▶ **What the exercise asks**
Determine how many of the lines below include "stderr", then respond with that number and no other text.

[Saved entries]
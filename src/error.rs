use thiserror::Error;

#[derive(Debug, Error)]
pub enum Error {
    #[error("Provider error: {0}")]
    Provider(#[from] crate::provider::ProviderError),

    #[error("Channel error: {0}")]
    Channel(#[from] crate::channel::ChannelError),

    #[error("Agent is already initialized")]
    AlreadyInitialized,

    #[error("Agent has been disposed")]
    Disposed,

    #[error("IO error: {0}")]
    Io(#[from] std::io::Error),

    #[error("Config parse error: {0}")]
    Toml(#[from] toml::de::Error),
}

impl Error {
    /// Missing or unusable configuration, including a missing API key.
    pub fn is_configuration(&self) -> bool {
        matches!(
            self,
            Error::Toml(_)
                | Error::Provider(crate::provider::ProviderError::MissingApiKey { .. })
        )
    }

    /// The provider's startup probe failed.
    pub fn is_provider_unavailable(&self) -> bool {
        matches!(
            self,
            Error::Provider(crate::provider::ProviderError::Unavailable { .. })
        )
    }
}

pub type Result<T> = std::result::Result<T, Error>;
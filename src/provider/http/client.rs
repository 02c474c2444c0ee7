//! JSON-over-HTTPS transport shared by the Gemini and Hugging Face backends.

use crate::provider::error::Error;
use reqwest::header::{AUTHORIZATION, CONTENT_TYPE, HeaderMap, HeaderValue, RETRY_AFTER};
use serde::{Serialize, de::DeserializeOwned};
use std::time::Duration;

/// Whole-request limit; free-tier inference can queue for a while.
const TIMEOUT: Duration = Duration::from_secs(120);
/// Limit on reaching the host at all.
const CONNECT_TIMEOUT: Duration = Duration::from_secs(10);

/// How a backend proves its API key.
#[derive(Clone)]
pub enum AuthConfig {
    /// `Authorization: Bearer {token}` (Hugging Face).
    Bearer(String),
    /// Key in a named header, e.g. `x-goog-api-key` (Gemini).
    ApiKey { header: String, key: String },
}

impl std::fmt::Debug for AuthConfig {
    fn fmt(&self, f: &mut std::fmt::Formatter<'_>) -> std::fmt::Result {
        match self {
            Self::Bearer(_) => f.debug_tuple("Bearer").field(&"[REDACTED]").finish(),
            Self::ApiKey { header, .. } => f
                .debug_struct("ApiKey")
                .field("header", header)
                .field("key", &"[REDACTED]")
                .finish(),
        }
    }
}

/// Posts prompts to one backend's base URL with its credential attached.
#[derive(Debug)]
pub struct HttpClient {
    client: reqwest::Client,
    base_url: String,
    auth: AuthConfig,
}

impl HttpClient {
    pub fn new(base_url: impl Into<String>, auth: AuthConfig) -> Self {
        let client = reqwest::Client::builder()
            .timeout(TIMEOUT)
            .connect_timeout(CONNECT_TIMEOUT)
            .build()
            .unwrap_or_else(|_| reqwest::Client::new());

        Self {
            client,
            base_url: base_url.into(),
            auth,
        }
    }

    /// JSON content type plus the credential header.
    fn build_headers(&self) -> Result<HeaderMap, Error> {
        let mut headers = HeaderMap::new();
        headers.insert(CONTENT_TYPE, HeaderValue::from_static("application/json"));

        match &self.auth {
            AuthConfig::Bearer(token) => {
                let value = HeaderValue::from_str(&format!("Bearer {token}"))
                    .map_err(|_| Error::Api("Bearer token contains invalid header characters".into()))?;
                headers.insert(AUTHORIZATION, value);
            }
            AuthConfig::ApiKey { header, key } => {
                let name = reqwest::header::HeaderName::try_from(header)
                    .map_err(|_| Error::Api("API key header name is invalid".into()))?;
                let value = HeaderValue::from_str(key)
                    .map_err(|_| Error::Api("API key contains invalid header characters".into()))?;
                headers.insert(name, value);
            }
        }

        Ok(headers)
    }

    /// POST `body` to `{base_url}{path}` and decode the JSON reply.
    ///
    /// 429 maps to `RateLimited`, other non-2xx statuses to `Api` with the
    /// raw body, undecodable 2xx bodies to `InvalidResponse`.
    pub async fn post_json<T: Serialize, R: DeserializeOwned>(
        &self,
        path: &str,
        body: &T,
    ) -> Result<R, Error> {
        let url = format!("{}{path}", self.base_url.trim_end_matches('/'));
        let headers = self.build_headers()?;
        tracing::debug!(%url, "POST");

        let response = self
            .client
            .post(&url)
            .headers(headers)
            .json(body)
            .send()
            .await?;

        let status = response.status();
        if status == reqwest::StatusCode::TOO_MANY_REQUESTS {
            return Err(Error::RateLimited {
                retry_after: retry_after_secs(&response),
            });
        }

        let text = response.text().await?;
        if !status.is_success() {
            return Err(Error::Api(format!("HTTP {status}: {text}")));
        }
        serde_json::from_str(&text)
            .map_err(|e| Error::InvalidResponse(format!("{e}\nBody: {text}")))
    }
}

/// Seconds to wait, from a 429's `Retry-After` header.
fn retry_after_secs(response: &reqwest::Response) -> Option<u64> {
    let value = response.headers().get(RETRY_AFTER)?.to_str().ok()?;
    parse_retry_after_value(value)
}

/// Whole seconds, rounded up and at least 1. HTTP dates are not supported.
fn parse_retry_after_value(s: &str) -> Option<u64> {
    let s = s.trim();
    let secs = match s.parse::<u64>() {
        Ok(secs) => secs,
        Err(_) => {
            let f = s.parse::<f64>().ok().filter(|f| f.is_finite() && *f > 0.0)?;
            f.ceil() as u64
        }
    };
    Some(secs.max(1))
}
use crate::error::Result;
use crate::provider::{Provider, ProviderSettings};
use serde::{Deserialize, Serialize};
use std::path::{Path, PathBuf};
use std::time::Duration;

#[derive(Debug, Clone, Serialize, Deserialize)]
#[serde(default)]
pub struct Config {
    /// Backend answering messages.
    pub provider: Provider,
    pub google_api_key: Option<String>,
    pub huggingface_api_key: Option<String>,
    /// Model override. None uses the provider default.
    pub model: Option<String>,
    /// Endpoint override for proxies or self-hosted gateways.
    pub base_url: Option<String>,

    /// User id the agent posts as.
    pub agent_user_id: String,

    /// Agents idle longer than this are disposed by the registry sweep.
    /// Default: 3600 (1 hour).
    pub idle_timeout_secs: u64,
}

impl Default for Config {
    fn default() -> Self {
        Self {
            provider: Provider::default(),
            google_api_key: None,
            huggingface_api_key: None,
            model: None,
            base_url: None,
            agent_user_id: "ai-bot".to_string(),
            idle_timeout_secs: 3600,
        }
    }
}

impl Config {
    /// Default config file location.
    pub fn default_path() -> PathBuf {
        dirs::config_dir()
            .map(|d| d.join("herald").join("config.toml"))
            .unwrap_or_else(|| PathBuf::from(".herald/config.toml"))
    }

    /// API key configured for the active provider.
    pub fn api_key(&self) -> Option<&str> {
        let key = match self.provider {
            Provider::Google => self.google_api_key.as_deref(),
            Provider::HuggingFace => self.huggingface_api_key.as_deref(),
        };
        key.map(str::trim).filter(|k| !k.is_empty())
    }

    pub fn idle_timeout(&self) -> Duration {
        Duration::from_secs(self.idle_timeout_secs)
    }

    /// Settings for building the active provider's client.
    pub fn provider_settings(&self) -> ProviderSettings {
        ProviderSettings {
            provider: self.provider,
            api_key: self.api_key().map(str::to_string),
            model: self.model.clone(),
            base_url: self.base_url.clone(),
        }
    }

    /// Load from the default path, then apply environment overrides.
    pub fn load() -> Result<Self> {
        Self::load_from(&Self::default_path())
    }

    /// Load from `path` (missing file means defaults), then apply environment overrides.
    pub fn load_from(path: &Path) -> Result<Self> {
        let mut config = if path.exists() {
            let content = std::fs::read_to_string(path)?;
            toml::from_str(&content)?
        } else {
            Config::default()
        };
        config.apply_env(|var| std::env::var(var).ok());
        Ok(config)
    }

    /// Fill API keys from the environment. Environment wins over the file.
    pub fn apply_env(&mut self, lookup: impl Fn(&str) -> Option<String>) {
        let first_set = |provider: Provider| {
            provider
                .env_vars()
                .iter()
                .filter_map(|var| lookup(var))
                .find(|v| !v.trim().is_empty())
        };
        if let Some(key) = first_set(Provider::Google) {
            self.google_api_key = Some(key);
        }
        if let Some(key) = first_set(Provider::HuggingFace) {
            self.huggingface_api_key = Some(key);
        }
    }
}
//! Command-line host: runs an agent on a local in-memory channel.

use crate::agent::{Agent, ERROR_PREFIX, PLACEHOLDER_TEXT};
use crate::channel::{AiState, ChannelEvent, ChatSession, MemoryChannel};
use crate::config::Config;
use crate::provider::Provider;
use anyhow::{Context, Result};
use clap::{Parser, Subcommand, ValueEnum};
use std::io::{self, Read, Write};
use std::path::PathBuf;
use std::process::ExitCode;
use std::sync::Arc;
use tokio::io::{AsyncBufReadExt, BufReader};
use tokio::sync::broadcast::{self, error::RecvError};

const LOCAL_CID: &str = "messaging:local";
const LOCAL_USER: &str = "you";

/// AI responder for chat channels
#[derive(Parser, Debug)]
#[command(name = "herald", version, about)]
pub struct Cli {
    #[command(subcommand)]
    pub command: Commands,

    /// Provider to use (google, huggingface)
    #[arg(short, long, global = true)]
    pub provider: Option<Provider>,

    /// Model override (e.g., "gemini-2.0-flash")
    #[arg(short, long, global = true)]
    pub model: Option<String>,

    /// Config file (defaults to the platform config dir)
    #[arg(long, global = true)]
    pub config: Option<PathBuf>,

    /// Debug logging to stderr
    #[arg(short, long, global = true)]
    pub verbose: bool,
}

#[derive(Subcommand, Debug)]
pub enum Commands {
    /// Send one message and print the agent's reply
    Ask(AskArgs),
    /// Chat with the agent line by line on stdin
    Chat(ChatArgs),
    /// Show the config file path
    ConfigPath,
}

#[derive(Parser, Debug)]
pub struct AskArgs {
    /// Message text (use "-" to read from stdin)
    #[arg(required = true)]
    pub message: String,

    /// Output format
    #[arg(short = 'o', long, default_value = "text", value_enum)]
    pub output_format: OutputFormat,
}

#[derive(Parser, Debug)]
pub struct ChatArgs {
    /// Output format
    #[arg(short = 'o', long, default_value = "text", value_enum)]
    pub output_format: OutputFormat,
}

#[derive(ValueEnum, Clone, Copy, Debug, Default, PartialEq, Eq)]
pub enum OutputFormat {
    /// Reply text only
    #[default]
    Text,
    /// Every channel event as a JSON line
    Json,
}

/// How a turn ended, as seen from the channel.
#[derive(Debug, PartialEq, Eq)]
enum Reply {
    Answer(String),
    Failed(String),
}

/// Run the CLI.
pub async fn run(cli: Cli) -> ExitCode {
    match run_inner(cli).await {
        Ok(code) => code,
        Err(e) => {
            eprintln!("Error: {e:#}");
            ExitCode::from(1)
        }
    }
}

async fn run_inner(cli: Cli) -> Result<ExitCode> {
    if let Commands::ConfigPath = cli.command {
        let path = cli.config.clone().unwrap_or_else(Config::default_path);
        println!("{}", path.display());
        return Ok(ExitCode::SUCCESS);
    }

    let config = load_config(&cli)?;
    match cli.command {
        Commands::Ask(args) => ask(config, args).await,
        Commands::Chat(args) => chat(config, args).await,
        Commands::ConfigPath => Ok(ExitCode::SUCCESS),
    }
}

/// Config file, then environment, then CLI flags.
fn load_config(cli: &Cli) -> Result<Config> {
    let mut config = match &cli.config {
        Some(path) => Config::load_from(path),
        None => Config::load(),
    }
    .context("Failed to load config")?;

    if let Some(provider) = cli.provider {
        config.provider = provider;
    }
    if let Some(ref model) = cli.model {
        config.model = Some(model.clone());
    }
    Ok(config)
}

async fn start_agent(config: Config) -> Result<(Arc<MemoryChannel>, Agent)> {
    let channel = Arc::new(MemoryChannel::new(
        LOCAL_CID,
        config.agent_user_id.clone(),
    ));
    let agent = Agent::new(channel.clone(), config);
    agent.init().await.context("Failed to start agent")?;
    Ok((channel, agent))
}

async fn ask(config: Config, args: AskArgs) -> Result<ExitCode> {
    let message = if args.message == "-" {
        let mut buffer = String::new();
        io::stdin().read_to_string(&mut buffer)?;
        buffer.trim().to_string()
    } else {
        args.message
    };
    if message.is_empty() {
        anyhow::bail!("Empty message");
    }

    let (channel, agent) = start_agent(config).await?;
    let mut events = channel.subscribe();
    channel.post_user_message(LOCAL_USER, &message);

    let reply = wait_for_reply(&channel, &mut events, args.output_format).await;
    agent.dispose().await?;

    Ok(print_reply(&reply?, args.output_format))
}

async fn chat(config: Config, args: ChatArgs) -> Result<ExitCode> {
    let (channel, agent) = start_agent(config).await?;
    let mut events = channel.subscribe();
    let mut lines = BufReader::new(tokio::io::stdin()).lines();

    if args.output_format == OutputFormat::Text {
        eprintln!("Connected. Type a message, or /quit to exit.");
    }

    loop {
        if args.output_format == OutputFormat::Text {
            eprint!("> ");
            io::stderr().flush()?;
        }
        let Some(line) = lines.next_line().await? else {
            break;
        };
        let line = line.trim();
        if line == "/quit" {
            break;
        }
        if line.is_empty() {
            continue;
        }

        channel.post_user_message(LOCAL_USER, line);
        let reply = wait_for_reply(&channel, &mut events, args.output_format).await?;
        print_reply(&reply, args.output_format);
    }

    agent.dispose().await?;
    Ok(ExitCode::SUCCESS)
}

/// Follow channel events until the next DONE or ERROR indicator.
async fn wait_for_reply(
    channel: &MemoryChannel,
    events: &mut broadcast::Receiver<ChannelEvent>,
    output_format: OutputFormat,
) -> Result<Reply> {
    loop {
        let event = match events.recv().await {
            Ok(event) => event,
            Err(RecvError::Lagged(skipped)) => {
                tracing::warn!(skipped, "Missed channel events");
                continue;
            }
            Err(RecvError::Closed) => anyhow::bail!("Channel closed before the agent replied"),
        };

        if output_format == OutputFormat::Json {
            println!("{}", serde_json::to_string(&event)?);
        }

        if let ChannelEvent::AiIndicator(indicator) = event {
            match indicator.ai_state {
                AiState::Thinking => {
                    if output_format == OutputFormat::Text {
                        eprintln!("{PLACEHOLDER_TEXT}");
                    }
                }
                AiState::Done => {
                    let text = indicator
                        .message_id
                        .and_then(|id| channel.message(&id))
                        .map(|m| m.text)
                        .unwrap_or_default();
                    return Ok(Reply::Answer(text));
                }
                AiState::Error => return Ok(Reply::Failed(last_error_text(channel))),
            }
        }
    }
}

/// The ERROR indicator carries no message id; find the error post instead.
fn last_error_text(channel: &MemoryChannel) -> String {
    channel
        .messages()
        .into_iter()
        .rev()
        .find(|m| m.ai_generated && m.text.starts_with(ERROR_PREFIX))
        .map(|m| m.text)
        .unwrap_or_else(|| format!("{ERROR_PREFIX}unknown error"))
}

fn print_reply(reply: &Reply, output_format: OutputFormat) -> ExitCode {
    match reply {
        Reply::Answer(text) => {
            if output_format == OutputFormat::Text {
                println!("{text}");
            }
            ExitCode::SUCCESS
        }
        Reply::Failed(text) => {
            if output_format == OutputFormat::Text {
                eprintln!("{text}");
            }
            ExitCode::from(1)
        }
    }
}
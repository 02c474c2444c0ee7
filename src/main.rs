use clap::Parser;
use herald::cli::Cli;
use std::process::ExitCode;

#[tokio::main]
async fn main() -> ExitCode {
    let cli = Cli::parse();
    init_logging(cli.verbose);
    herald::cli::run(cli).await
}

/// File log at $HERALD_LOG if set, stderr with RUST_LOG or `--verbose`.
fn init_logging(verbose: bool) {
    if let Ok(path) = std::env::var("HERALD_LOG") {
        use std::fs::File;
        use tracing_subscriber::prelude::*;
        match File::create(&path) {
            Ok(file) => {
                let file_layer = tracing_subscriber::fmt::layer()
                    .with_writer(file)
                    .with_ansi(false);
                let filter = tracing_subscriber::EnvFilter::new("herald=debug");
                let _ = tracing_subscriber::registry()
                    .with(file_layer.with_filter(filter))
                    .try_init();
            }
            Err(err) => {
                eprintln!("Failed to create log file: {err}");
            }
        }
    } else if std::env::var("RUST_LOG").is_ok() {
        let _ = tracing_subscriber::fmt()
            .with_env_filter(tracing_subscriber::EnvFilter::from_default_env())
            .with_writer(std::io::stderr)
            .try_init();
    } else if verbose {
        let _ = tracing_subscriber::fmt()
            .with_env_filter(tracing_subscriber::EnvFilter::new("herald=debug"))
            .with_writer(std::io::stderr)
            .try_init();
    }
}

▶ **Answer to this task**
5